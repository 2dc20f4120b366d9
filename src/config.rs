use std::path::Path;
use std::time::Duration;

use anyhow::{Context, Result};
use serde::{Deserialize, Serialize};

use crate::error::ReconError;

/// Default bound on simultaneous TCP connect attempts against one target.
/// Kept low so a scan never turns into an accidental flood.
pub const DEFAULT_CONCURRENCY_CAP: usize = 50;
pub const DEFAULT_DIAL_TIMEOUT_MS: u64 = 10_000;
pub const DEFAULT_SWEEP_SECS: u64 = 10;
pub const MAX_SWEEP_SECS: u64 = 86_400;
/// Longest a single echo waits for its reply; shortened further when a large
/// range needs several pool rounds inside the sweep window.
pub const DEFAULT_ECHO_TIMEOUT_MS: u64 = 1_000;
/// A /24 fits in one wave.
pub const DEFAULT_DISCOVERY_CAP: usize = 256;
pub const DEFAULT_DNS_TIMEOUT_MS: u64 = 2_000;
pub const MAX_CONCURRENCY: usize = 5_000;

#[derive(Serialize, Deserialize, Debug, Clone, PartialEq, Eq)]
#[serde(default)]
pub struct ScanConfig {
    pub concurrency_cap: usize,
    pub timeout_ms: u64,
}

impl Default for ScanConfig {
    fn default() -> Self {
        Self {
            concurrency_cap: DEFAULT_CONCURRENCY_CAP,
            timeout_ms: DEFAULT_DIAL_TIMEOUT_MS,
        }
    }
}

impl ScanConfig {
    pub fn dial_timeout(&self) -> Duration {
        Duration::from_millis(self.timeout_ms)
    }
}

#[derive(Serialize, Deserialize, Debug, Clone, PartialEq, Eq)]
#[serde(default)]
pub struct DiscoveryConfig {
    pub sweep_secs: u64,
    pub concurrency_cap: usize,
    pub echo_timeout_ms: u64,
    pub dns_timeout_ms: u64,
    /// Show the ticking progress bar while sweeping.
    pub progress: bool,
}

impl Default for DiscoveryConfig {
    fn default() -> Self {
        Self {
            sweep_secs: DEFAULT_SWEEP_SECS,
            concurrency_cap: DEFAULT_DISCOVERY_CAP,
            echo_timeout_ms: DEFAULT_ECHO_TIMEOUT_MS,
            dns_timeout_ms: DEFAULT_DNS_TIMEOUT_MS,
            progress: true,
        }
    }
}

impl DiscoveryConfig {
    pub fn sweep_duration(&self) -> Duration {
        Duration::from_secs(self.sweep_secs)
    }

    pub fn echo_timeout(&self) -> Duration {
        Duration::from_millis(self.echo_timeout_ms)
    }

    pub fn dns_timeout(&self) -> Duration {
        Duration::from_millis(self.dns_timeout_ms)
    }
}

/// Top-level configuration, built once and handed to the engines by value.
#[derive(Serialize, Deserialize, Debug, Clone, Default, PartialEq, Eq)]
#[serde(default)]
pub struct ReconConfig {
    pub scan: ScanConfig,
    pub discovery: DiscoveryConfig,
}

impl ReconConfig {
    /// Load a JSON config file. Missing fields fall back to defaults.
    pub fn load(path: impl AsRef<Path>) -> Result<Self> {
        let path = path.as_ref();
        let content = std::fs::read_to_string(path)
            .with_context(|| format!("failed to read config file: {}", path.display()))?;
        let config: Self = serde_json::from_str(&content)
            .with_context(|| format!("failed to parse config file: {}", path.display()))?;
        config.validate()?;
        Ok(config)
    }

    pub fn validate(&self) -> Result<(), ReconError> {
        check_cap("scan.concurrency_cap", self.scan.concurrency_cap)?;
        check_cap("discovery.concurrency_cap", self.discovery.concurrency_cap)?;
        if self.scan.timeout_ms == 0 {
            return Err(ReconError::InvalidConfig("scan.timeout_ms must be > 0".into()));
        }
        if self.discovery.sweep_secs == 0 || self.discovery.sweep_secs > MAX_SWEEP_SECS {
            return Err(ReconError::InvalidConfig(format!(
                "discovery.sweep_secs must be within 1..={MAX_SWEEP_SECS}, got {}",
                self.discovery.sweep_secs
            )));
        }
        if self.discovery.echo_timeout_ms == 0 {
            return Err(ReconError::InvalidConfig(
                "discovery.echo_timeout_ms must be > 0".into(),
            ));
        }
        if self.discovery.dns_timeout_ms == 0 {
            return Err(ReconError::InvalidConfig(
                "discovery.dns_timeout_ms must be > 0".into(),
            ));
        }
        Ok(())
    }
}

fn check_cap(name: &str, cap: usize) -> Result<(), ReconError> {
    if cap == 0 || cap > MAX_CONCURRENCY {
        return Err(ReconError::InvalidConfig(format!(
            "{name} must be within 1..={MAX_CONCURRENCY}, got {cap}"
        )));
    }
    Ok(())
}

#[cfg(test)]
mod tests {
    use super::*;

    #[test]
    fn defaults_match_reference_behaviour() {
        let c = ReconConfig::default();
        assert_eq!(c.scan.concurrency_cap, 50);
        assert_eq!(c.scan.dial_timeout(), Duration::from_secs(10));
        assert_eq!(c.discovery.sweep_duration(), Duration::from_secs(10));
        assert!(c.validate().is_ok());
    }

    #[test]
    fn partial_json_fills_defaults() {
        let c: ReconConfig = serde_json::from_str(r#"{ "scan": { "concurrency_cap": 8 } }"#).unwrap();
        assert_eq!(c.scan.concurrency_cap, 8);
        assert_eq!(c.scan.timeout_ms, DEFAULT_DIAL_TIMEOUT_MS);
        assert_eq!(c.discovery, DiscoveryConfig::default());
    }

    #[test]
    fn out_of_bounds_values_fail_validation() {
        let mut c = ReconConfig::default();
        c.scan.concurrency_cap = 0;
        assert!(c.validate().is_err());

        let mut c = ReconConfig::default();
        c.discovery.concurrency_cap = MAX_CONCURRENCY + 1;
        assert!(c.validate().is_err());

        let mut c = ReconConfig::default();
        c.discovery.sweep_secs = 0;
        assert!(c.validate().is_err());

        let mut c = ReconConfig::default();
        c.discovery.echo_timeout_ms = 0;
        assert!(c.validate().is_err());
    }

    #[test]
    fn oversized_sweep_is_rejected() {
        let mut c = ReconConfig::default();
        c.discovery.sweep_secs = MAX_SWEEP_SECS;
        assert!(c.validate().is_ok());

        c.discovery.sweep_secs = u64::MAX;
        let err = c.validate().unwrap_err();
        assert!(matches!(err, ReconError::InvalidConfig(_)));
        assert!(err.to_string().contains("sweep_secs"));
    }

    #[test]
    fn load_reports_missing_file() {
        let err = ReconConfig::load("/definitely/not/here.json").unwrap_err();
        assert!(err.to_string().contains("failed to read config file"));
    }
}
● ● ●
Reproduce the whole listing verbatim, leaving every line as it was.

repository 2dc20f4120b366d9
filename src/config.rs
use std::path::Path;
use std::time::Duration;

use anyhow::{Context, Result};
use serde::{Deserialize, Serialize};

use crate::error::ReconError;

/// Default bound on simultaneous TCP connect attempts against one target.
/// Kept low so a scan never turns into an accidental flood.
pub const DEFAULT_CONCURRENCY_CAP: usize = 50;
pub const DEFAULT_DIAL_TIMEOUT_MS: u64 = 10_000;
pub const DEFAULT_SWEEP_SECS: u64 = 10;
pub const MAX_SWEEP_SECS: u64 = 86_400;
/// Longest a single echo waits for its reply; shortened further when a large
/// range needs several pool rounds inside the sweep window.
pub const DEFAULT_ECHO_TIMEOUT_MS: u64 = 1_000;
/// A /24 fits in one wave.
pub const DEFAULT_DISCOVERY_CAP: usize = 256;
pub const DEFAULT_DNS_TIMEOUT_MS: u64 = 2_000;
pub const MAX_CONCURRENCY: usize = 5_000;

#[derive(Serialize, Deserialize, Debug, Clone, PartialEq, Eq)]
#[serde(default)]
pub struct ScanConfig {
    pub concurrency_cap: usize,
    pub timeout_ms: u64,
}

impl Default for ScanConfig {
    fn default() -> Self {
        Self {
            concurrency_cap: DEFAULT_CONCURRENCY_CAP,
            timeout_ms: DEFAULT_DIAL_TIMEOUT_MS,
        }
    }
}

impl ScanConfig {
    pub fn dial_timeout(&self) -> Duration {
        Duration::from_millis(self.timeout_ms)
    }
}

#[derive(Serialize, Deserialize, Debug, Clone, PartialEq, Eq)]
#[serde(default)]
pub struct DiscoveryConfig {
    pub sweep_secs: u64,
    pub concurrency_cap: usize,
    pub echo_timeout_ms: u64,
    pub dns_timeout_ms: u64,
    /// Show the ticking progress bar while sweeping.
    pub progress: bool,
}

impl Default for DiscoveryConfig {
    fn default() -> Self {
        Self {
            sweep_secs: DEFAULT_SWEEP_SECS,
            concurrency_cap: DEFAULT_DISCOVERY_CAP,
            echo_timeout_ms: DEFAULT_ECHO_TIMEOUT_MS,
            dns_timeout_ms: DEFAULT_DNS_TIMEOUT_MS,
            progress: true,
        }
    }
}

impl DiscoveryConfig {
    pub fn sweep_duration(&self) -> Duration {
        Duration::from_secs(self.sweep_secs)
    }

    pub fn echo_timeout(&self) -> Duration {
        Duration::from_millis(self.echo_timeout_ms)
    }

    pub fn dns_timeout(&self) -> Duration {
        Duration::from_millis(self.dns_timeout_ms)
    }
}

/// Top-level configuration, built once and handed to the engines by value.
#[derive(Serialize, Deserialize, Debug, Clone, Default, PartialEq, Eq)]
#[serde(default)]
pub struct ReconConfig {
    pub scan: ScanConfig,
    pub discovery: DiscoveryConfig,
}

impl ReconConfig {
    /// Load a JSON config file. Missing fields fall back to defaults.
    pub fn load(path: impl AsRef<Path>) -> Result<Self> {
        let path = path.as_ref();
        let content = std::fs::read_to_string(path)
            .with_context(|| format!("failed to read config file: {}", path.display()))?;
        let config: Self = serde_json::from_str(&content)
            .with_context(|| format!("failed to parse config file: {}", path.display()))?;
        config.validate()?;
        Ok(config)
    }

    pub fn validate(&self) -> Result<(), ReconError> {
        check_cap("scan.concurrency_cap", self.scan.concurrency_cap)?;
        check_cap("discovery.concurrency_cap", self.discovery.concurrency_cap)?;
        if self.scan.timeout_ms == 0 {
            return Err(ReconError::InvalidConfig("scan.timeout_ms must be > 0".into()));
        }
        if self.discovery.sweep_secs == 0 || self.discovery.sweep_secs > MAX_SWEEP_SECS {
            return Err(ReconError::InvalidConfig(format!(
                "discovery.sweep_secs must be within 1..={MAX_SWEEP_SECS}, got {}",
                self.discovery.sweep_secs
            )));
        }
        if self.discovery.echo_timeout_ms == 0 {
            return Err(ReconError::InvalidConfig(
                "discovery.echo_timeout_ms must be > 0".into(),
            ));
        }
        if self.discovery.dns_timeout_ms == 0 {
            return Err(ReconError::InvalidConfig(
                "discovery.dns_timeout_ms must be > 0".into(),
            ));
        }
        Ok(())
    }
}

fn check_cap(name: &str, cap: usize) -> Result<(), ReconError> {
    if cap == 0 || cap > MAX_CONCURRENCY {
        return Err(ReconError::InvalidConfig(format!(
            "{name} must be within 1..={MAX_CONCURRENCY}, got {cap}"
        )));
    }
    Ok(())
}

#[cfg(test)]
mod tests {
    use super::*;

    #[test]
    fn defaults_match_reference_behaviour() {
        let c = ReconConfig::default();
        assert_eq!(c.scan.concurrency_cap, 50);
        assert_eq!(c.scan.dial_timeout(), Duration::from_secs(10));
        assert_eq!(c.discovery.sweep_duration(), Duration::from_secs(10));
        assert!(c.validate().is_ok());
    }

    #[test]
    fn partial_json_fills_defaults() {
        let c: ReconConfig = serde_json::from_str(r#"{ "scan": { "concurrency_cap": 8 } }"#).unwrap();
        assert_eq!(c.scan.concurrency_cap, 8);
        assert_eq!(c.scan.timeout_ms, DEFAULT_DIAL_TIMEOUT_MS);
        assert_eq!(c.discovery, DiscoveryConfig::default());
    }

    #[test]
    fn out_of_bounds_values_fail_validation() {
        let mut c = ReconConfig::default();
        c.scan.concurrency_cap = 0;
        assert!(c.validate().is_err());

        let mut c = ReconConfig::default();
        c.discovery.concurrency_cap = MAX_CONCURRENCY + 1;
        assert!(c.validate().is_err());

        let mut c = ReconConfig::default();
        c.discovery.sweep_secs = 0;
        assert!(c.validate().is_err());

        let mut c = ReconConfig::default();
        c.discovery.echo_timeout_ms = 0;
        assert!(c.validate().is_err());
    }

    #[test]
    fn oversized_sweep_is_rejected() {
        let mut c = ReconConfig::default();
        c.discovery.sweep_secs = MAX_SWEEP_SECS;
        assert!(c.validate().is_ok());

        c.discovery.sweep_secs = u64::MAX;
        let err = c.validate().unwrap_err();
        assert!(matches!(err, ReconError::InvalidConfig(_)));
        assert!(err.to_string().contains("sweep_secs"));
    }

    #[test]
    fn load_reports_missing_file() {
        let err = ReconConfig::load("/definitely/not/here.json").unwrap_err();
        assert!(err.to_string().contains("failed to read config file"));
    }
}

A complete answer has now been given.